■ **Exercise brief**:
All of the entries need to be written out again, exactly as they are.

◇ ◇ ◇ ◇ ◇ ◇ ◇

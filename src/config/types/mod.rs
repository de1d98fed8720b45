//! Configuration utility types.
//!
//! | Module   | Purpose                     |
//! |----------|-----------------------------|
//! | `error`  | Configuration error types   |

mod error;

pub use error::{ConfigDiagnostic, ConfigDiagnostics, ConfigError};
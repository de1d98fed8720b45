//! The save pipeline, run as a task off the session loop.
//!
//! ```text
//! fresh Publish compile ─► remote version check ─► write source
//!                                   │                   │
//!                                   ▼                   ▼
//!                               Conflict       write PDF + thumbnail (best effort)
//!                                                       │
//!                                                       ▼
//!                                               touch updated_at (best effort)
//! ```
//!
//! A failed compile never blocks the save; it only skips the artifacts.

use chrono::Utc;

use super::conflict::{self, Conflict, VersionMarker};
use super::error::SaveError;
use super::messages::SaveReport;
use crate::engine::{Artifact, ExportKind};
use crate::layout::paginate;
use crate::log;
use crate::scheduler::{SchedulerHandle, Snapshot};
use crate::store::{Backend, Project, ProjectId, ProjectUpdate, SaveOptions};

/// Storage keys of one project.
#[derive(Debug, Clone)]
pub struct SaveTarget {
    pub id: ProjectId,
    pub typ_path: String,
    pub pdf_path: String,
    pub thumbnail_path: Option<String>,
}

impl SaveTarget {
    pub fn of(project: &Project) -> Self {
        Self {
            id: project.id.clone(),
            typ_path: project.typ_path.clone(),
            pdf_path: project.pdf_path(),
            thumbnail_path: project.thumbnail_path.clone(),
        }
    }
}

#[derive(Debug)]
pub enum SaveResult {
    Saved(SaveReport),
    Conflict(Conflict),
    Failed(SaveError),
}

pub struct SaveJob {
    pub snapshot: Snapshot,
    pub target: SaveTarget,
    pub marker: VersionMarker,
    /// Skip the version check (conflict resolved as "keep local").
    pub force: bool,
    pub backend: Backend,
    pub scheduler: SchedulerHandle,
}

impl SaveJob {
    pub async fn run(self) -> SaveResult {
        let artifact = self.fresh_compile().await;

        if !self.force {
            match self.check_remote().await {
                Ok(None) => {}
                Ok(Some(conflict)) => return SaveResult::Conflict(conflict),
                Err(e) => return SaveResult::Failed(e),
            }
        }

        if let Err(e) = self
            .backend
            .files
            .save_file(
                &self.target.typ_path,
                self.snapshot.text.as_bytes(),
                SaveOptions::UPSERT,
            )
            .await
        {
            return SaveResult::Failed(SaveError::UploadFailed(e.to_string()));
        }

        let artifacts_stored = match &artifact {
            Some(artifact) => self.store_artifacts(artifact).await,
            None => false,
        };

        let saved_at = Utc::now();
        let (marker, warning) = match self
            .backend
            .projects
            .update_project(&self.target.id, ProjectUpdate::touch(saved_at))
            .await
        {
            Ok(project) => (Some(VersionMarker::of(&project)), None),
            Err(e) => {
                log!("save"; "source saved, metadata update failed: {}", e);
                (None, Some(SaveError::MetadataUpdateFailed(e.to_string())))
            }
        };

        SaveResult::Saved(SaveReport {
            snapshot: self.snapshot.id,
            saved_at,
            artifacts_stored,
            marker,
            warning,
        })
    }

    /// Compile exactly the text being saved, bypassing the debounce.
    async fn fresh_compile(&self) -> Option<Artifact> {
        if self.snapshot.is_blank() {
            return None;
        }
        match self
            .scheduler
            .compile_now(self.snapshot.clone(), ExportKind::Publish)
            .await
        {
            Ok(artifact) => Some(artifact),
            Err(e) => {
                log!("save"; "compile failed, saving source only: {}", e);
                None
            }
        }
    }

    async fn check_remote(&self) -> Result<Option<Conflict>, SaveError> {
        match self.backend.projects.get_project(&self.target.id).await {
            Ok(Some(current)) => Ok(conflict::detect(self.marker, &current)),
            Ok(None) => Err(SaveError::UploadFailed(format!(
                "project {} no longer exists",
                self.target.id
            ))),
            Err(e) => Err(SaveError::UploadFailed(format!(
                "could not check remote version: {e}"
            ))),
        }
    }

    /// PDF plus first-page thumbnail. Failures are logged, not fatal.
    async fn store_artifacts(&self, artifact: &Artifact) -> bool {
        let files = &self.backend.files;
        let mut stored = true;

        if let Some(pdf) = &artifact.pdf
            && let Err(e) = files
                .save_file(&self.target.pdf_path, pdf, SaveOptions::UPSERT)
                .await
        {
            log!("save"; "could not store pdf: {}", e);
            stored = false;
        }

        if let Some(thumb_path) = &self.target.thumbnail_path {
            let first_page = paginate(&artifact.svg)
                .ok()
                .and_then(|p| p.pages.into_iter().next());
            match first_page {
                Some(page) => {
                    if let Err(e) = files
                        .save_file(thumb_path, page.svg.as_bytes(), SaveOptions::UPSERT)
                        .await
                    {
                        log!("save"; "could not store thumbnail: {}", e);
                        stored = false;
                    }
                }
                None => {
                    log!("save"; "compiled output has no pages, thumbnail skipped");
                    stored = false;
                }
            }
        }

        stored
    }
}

◇ ◇ ◇ ◇ ◇ ◇ ◇

■ **Exercise response**:
filename src/config/types/mod.rs
repository de1d98fed8720b45
//! Configuration utility types.
//!
//! | Module   | Purpose                     |
//! |----------|-----------------------------|
//! | `error`  | Configuration error types   |

mod error;

pub use error::{ConfigDiagnostic, ConfigDiagnostics, ConfigError};
repository de1d98fed8720b45
//! The save pipeline, run as a task off the session loop.
//!
//! ```text
//! fresh Publish compile ─► remote version check ─► write source
//!                                   │                   │
//!                                   ▼                   ▼
//!                               Conflict       write PDF + thumbnail (best effort)
//!                                                       │
//!                                                       ▼
//!                                               touch updated_at (best effort)
//! ```
//!
//! A failed compile never blocks the save; it only skips the artifacts.

use chrono::Utc;

use super::conflict::{self, Conflict, VersionMarker};
use super::error::SaveError;
use super::messages::SaveReport;
use crate::engine::{Artifact, ExportKind};
use crate::layout::paginate;
use crate::log;
use crate::scheduler::{SchedulerHandle, Snapshot};
use crate::store::{Backend, Project, ProjectId, ProjectUpdate, SaveOptions};

/// Storage keys of one project.
#[derive(Debug, Clone)]
pub struct SaveTarget {
    pub id: ProjectId,
    pub typ_path: String,
    pub pdf_path: String,
    pub thumbnail_path: Option<String>,
}

impl SaveTarget {
    pub fn of(project: &Project) -> Self {
        Self {
            id: project.id.clone(),
            typ_path: project.typ_path.clone(),
            pdf_path: project.pdf_path(),
            thumbnail_path: project.thumbnail_path.clone(),
        }
    }
}

#[derive(Debug)]
pub enum SaveResult {
    Saved(SaveReport),
    Conflict(Conflict),
    Failed(SaveError),
}

pub struct SaveJob {
    pub snapshot: Snapshot,
    pub target: SaveTarget,
    pub marker: VersionMarker,
    /// Skip the version check (conflict resolved as "keep local").
    pub force: bool,
    pub backend: Backend,
    pub scheduler: SchedulerHandle,
}

impl SaveJob {
    pub async fn run(self) -> SaveResult {
        let artifact = self.fresh_compile().await;

        if !self.force {
            match self.check_remote().await {
                Ok(None) => {}
                Ok(Some(conflict)) => return SaveResult::Conflict(conflict),
                Err(e) => return SaveResult::Failed(e),
            }
        }

        if let Err(e) = self
            .backend
            .files
            .save_file(
                &self.target.typ_path,
                self.snapshot.text.as_bytes(),
                SaveOptions::UPSERT,
            )
            .await
        {
            return SaveResult::Failed(SaveError::UploadFailed(e.to_string()));
        }

        let artifacts_stored = match &artifact {
            Some(artifact) => self.store_artifacts(artifact).await,
            None => false,
        };

        let saved_at = Utc::now();
        let (marker, warning) = match self
            .backend
            .projects
            .update_project(&self.target.id, ProjectUpdate::touch(saved_at))
            .await
        {
            Ok(project) => (Some(VersionMarker::of(&project)), None),
            Err(e) => {
                log!("save"; "source saved, metadata update failed: {}", e);
                (None, Some(SaveError::MetadataUpdateFailed(e.to_string())))
            }
        };

        SaveResult::Saved(SaveReport {
            snapshot: self.snapshot.id,
            saved_at,
            artifacts_stored,
            marker,
            warning,
        })
    }

    /// Compile exactly the text being saved, bypassing the debounce.
    async fn fresh_compile(&self) -> Option<Artifact> {
        if self.snapshot.is_blank() {
            return None;
        }
        match self
            .scheduler
            .compile_now(self.snapshot.clone(), ExportKind::Publish)
            .await
        {
            Ok(artifact) => Some(artifact),
            Err(e) => {
                log!("save"; "compile failed, saving source only: {}", e);
                None
            }
        }
    }

    async fn check_remote(&self) -> Result<Option<Conflict>, SaveError> {
        match self.backend.projects.get_project(&self.target.id).await {
            Ok(Some(current)) => Ok(conflict::detect(self.marker, &current)),
            Ok(None) => Err(SaveError::UploadFailed(format!(
                "project {} no longer exists",
                self.target.id
            ))),
            Err(e) => Err(SaveError::UploadFailed(format!(
                "could not check remote version: {e}"
            ))),
        }
    }

    /// PDF plus first-page thumbnail. Failures are logged, not fatal.
    async fn store_artifacts(&self, artifact: &Artifact) -> bool {
        let files = &self.backend.files;
        let mut stored = true;

        if let Some(pdf) = &artifact.pdf
            && let Err(e) = files
                .save_file(&self.target.pdf_path, pdf, SaveOptions::UPSERT)
                .await
        {
            log!("save"; "could not store pdf: {}", e);
            stored = false;
        }

        if let Some(thumb_path) = &self.target.thumbnail_path {
            let first_page = paginate(&artifact.svg)
                .ok()
                .and_then(|p| p.pages.into_iter().next());
            match first_page {
                Some(page) => {
                    if let Err(e) = files
                        .save_file(thumb_path, page.svg.as_bytes(), SaveOptions::UPSERT)
                        .await
                    {
                        log!("save"; "could not store thumbnail: {}", e);
                        stored = false;
                    }
                }
                None => {
                    log!("save"; "compiled output has no pages, thumbnail skipped");
                    stored = false;
                }
            }
        }

        stored
    }
}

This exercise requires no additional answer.